#### [Work order]
Where a line holds the word "atomics", copy that line from the data below.

#### [Data supplied]
___
//! Unix signal handling for the sampler daemon.
//!
//! SIGTERM and SIGINT request shutdown. SIGHUP toggles between sampling and
//! paused. The handlers only store to static atomics; the main loop drains
//! them between polls.

use std::sync::atomic::{AtomicBool, AtomicU32, Ordering};
use std::sync::Arc;
use tracing::{debug, info};

static PENDING_TERM: AtomicBool = AtomicBool::new(false);
static PENDING_INT: AtomicBool = AtomicBool::new(false);
static PENDING_HUP: AtomicBool = AtomicBool::new(false);

/// Signals the daemon reacts to.
#[derive(Debug, Clone, Copy, PartialEq, Eq)]
pub enum SignalKind {
    /// SIGTERM
    Terminate,
    /// SIGINT (Ctrl+C)
    Interrupt,
    /// SIGHUP, used here to toggle pause.
    Hangup,
}

impl std::fmt::Display for SignalKind {
    fn fmt(&self, f: &mut std::fmt::Formatter<'_>) -> std::fmt::Result {
        match self {
            SignalKind::Terminate => write!(f, "SIGTERM"),
            SignalKind::Interrupt => write!(f, "SIGINT"),
            SignalKind::Hangup => write!(f, "SIGHUP"),
        }
    }
}

/// Requests observed by the main loop.
#[derive(Debug, Default)]
pub struct SignalState {
    shutdown_requested: AtomicBool,
    pause_toggle_requested: AtomicBool,
    signal_count: AtomicU32,
}

impl SignalState {
    /// Create an empty state.
    pub fn new() -> Self {
        Self::default()
    }

    #[inline]
    pub fn shutdown_requested(&self) -> bool {
        self.shutdown_requested.load(Ordering::Relaxed)
    }

    /// Read and clear a pending pause toggle.
    #[inline]
    pub fn take_pause_toggle(&self) -> bool {
        self.pause_toggle_requested.swap(false, Ordering::Relaxed)
    }

    pub fn request_shutdown(&self) {
        self.shutdown_requested.store(true, Ordering::Relaxed);
    }

    pub fn request_pause_toggle(&self) {
        self.pause_toggle_requested.store(true, Ordering::Relaxed);
    }

    fn record(&self, kind: SignalKind) {
        self.signal_count.fetch_add(1, Ordering::Relaxed);
        info!(signal = %kind, "Signal received");
        match kind {
            SignalKind::Terminate | SignalKind::Interrupt => self.request_shutdown(),
            SignalKind::Hangup => self.request_pause_toggle(),
        }
    }

    /// Signals delivered since start.
    pub fn signal_count(&self) -> u32 {
        self.signal_count.load(Ordering::Relaxed)
    }
}

/// Registered signal handlers plus the state they feed.
#[derive(Debug, Clone)]
pub struct SignalHandler {
    state: Arc<SignalState>,
}

impl SignalHandler {
    /// Register handlers for SIGTERM, SIGINT and SIGHUP.
    ///
    /// On non-Unix platforms only manual requests are available.
    pub fn new() -> std::io::Result<Self> {
        let handler = Self {
            state: Arc::new(SignalState::new()),
        };

        #[cfg(unix)]
        register_unix_handlers()?;

        Ok(handler)
    }

    fn drain_pending(&self) {
        if PENDING_TERM.swap(false, Ordering::Relaxed) {
            self.state.record(SignalKind::Terminate);
        }
        if PENDING_INT.swap(false, Ordering::Relaxed) {
            self.state.record(SignalKind::Interrupt);
        }
        if PENDING_HUP.swap(false, Ordering::Relaxed) {
            self.state.record(SignalKind::Hangup);
        }
    }

    pub fn shutdown_requested(&self) -> bool {
        self.drain_pending();
        self.state.shutdown_requested()
    }

    /// Read and clear a pending pause toggle.
    pub fn take_pause_toggle(&self) -> bool {
        self.drain_pending();
        self.state.take_pause_toggle()
    }

    pub fn request_shutdown(&self) {
        info!("Manual shutdown requested");
        self.state.request_shutdown();
    }

    pub fn state(&self) -> &SignalState {
        &self.state
    }
}

#[cfg(unix)]
fn register_unix_handlers() -> std::io::Result<()> {
    use std::os::raw::c_int;

    extern "C" fn on_sigterm(_: c_int) {
        PENDING_TERM.store(true, Ordering::Relaxed);
    }

    extern "C" fn on_sigint(_: c_int) {
        PENDING_INT.store(true, Ordering::Relaxed);
    }

    extern "C" fn on_sighup(_: c_int) {
        PENDING_HUP.store(true, Ordering::Relaxed);
    }

    let handlers: [(c_int, extern "C" fn(c_int)); 3] = [
        (libc::SIGTERM, on_sigterm),
        (libc::SIGINT, on_sigint),
        (libc::SIGHUP, on_sighup),
    ];

    for (signal, handler) in handlers {
        // SAFETY: the handlers only store to static atomics, which is
        // async-signal-safe.
        let previous = unsafe { libc::signal(signal, handler as libc::sighandler_t) };
        if previous == libc::SIG_ERR {
            return Err(std::io::Error::last_os_error());
        }
    }

    debug!("Unix signal handlers registered");
    Ok(())
}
___
#### [Response for this exercise]
//! paused. The handlers only store to static atomics; the main loop drains
        // SAFETY: the handlers only store to static atomics, which is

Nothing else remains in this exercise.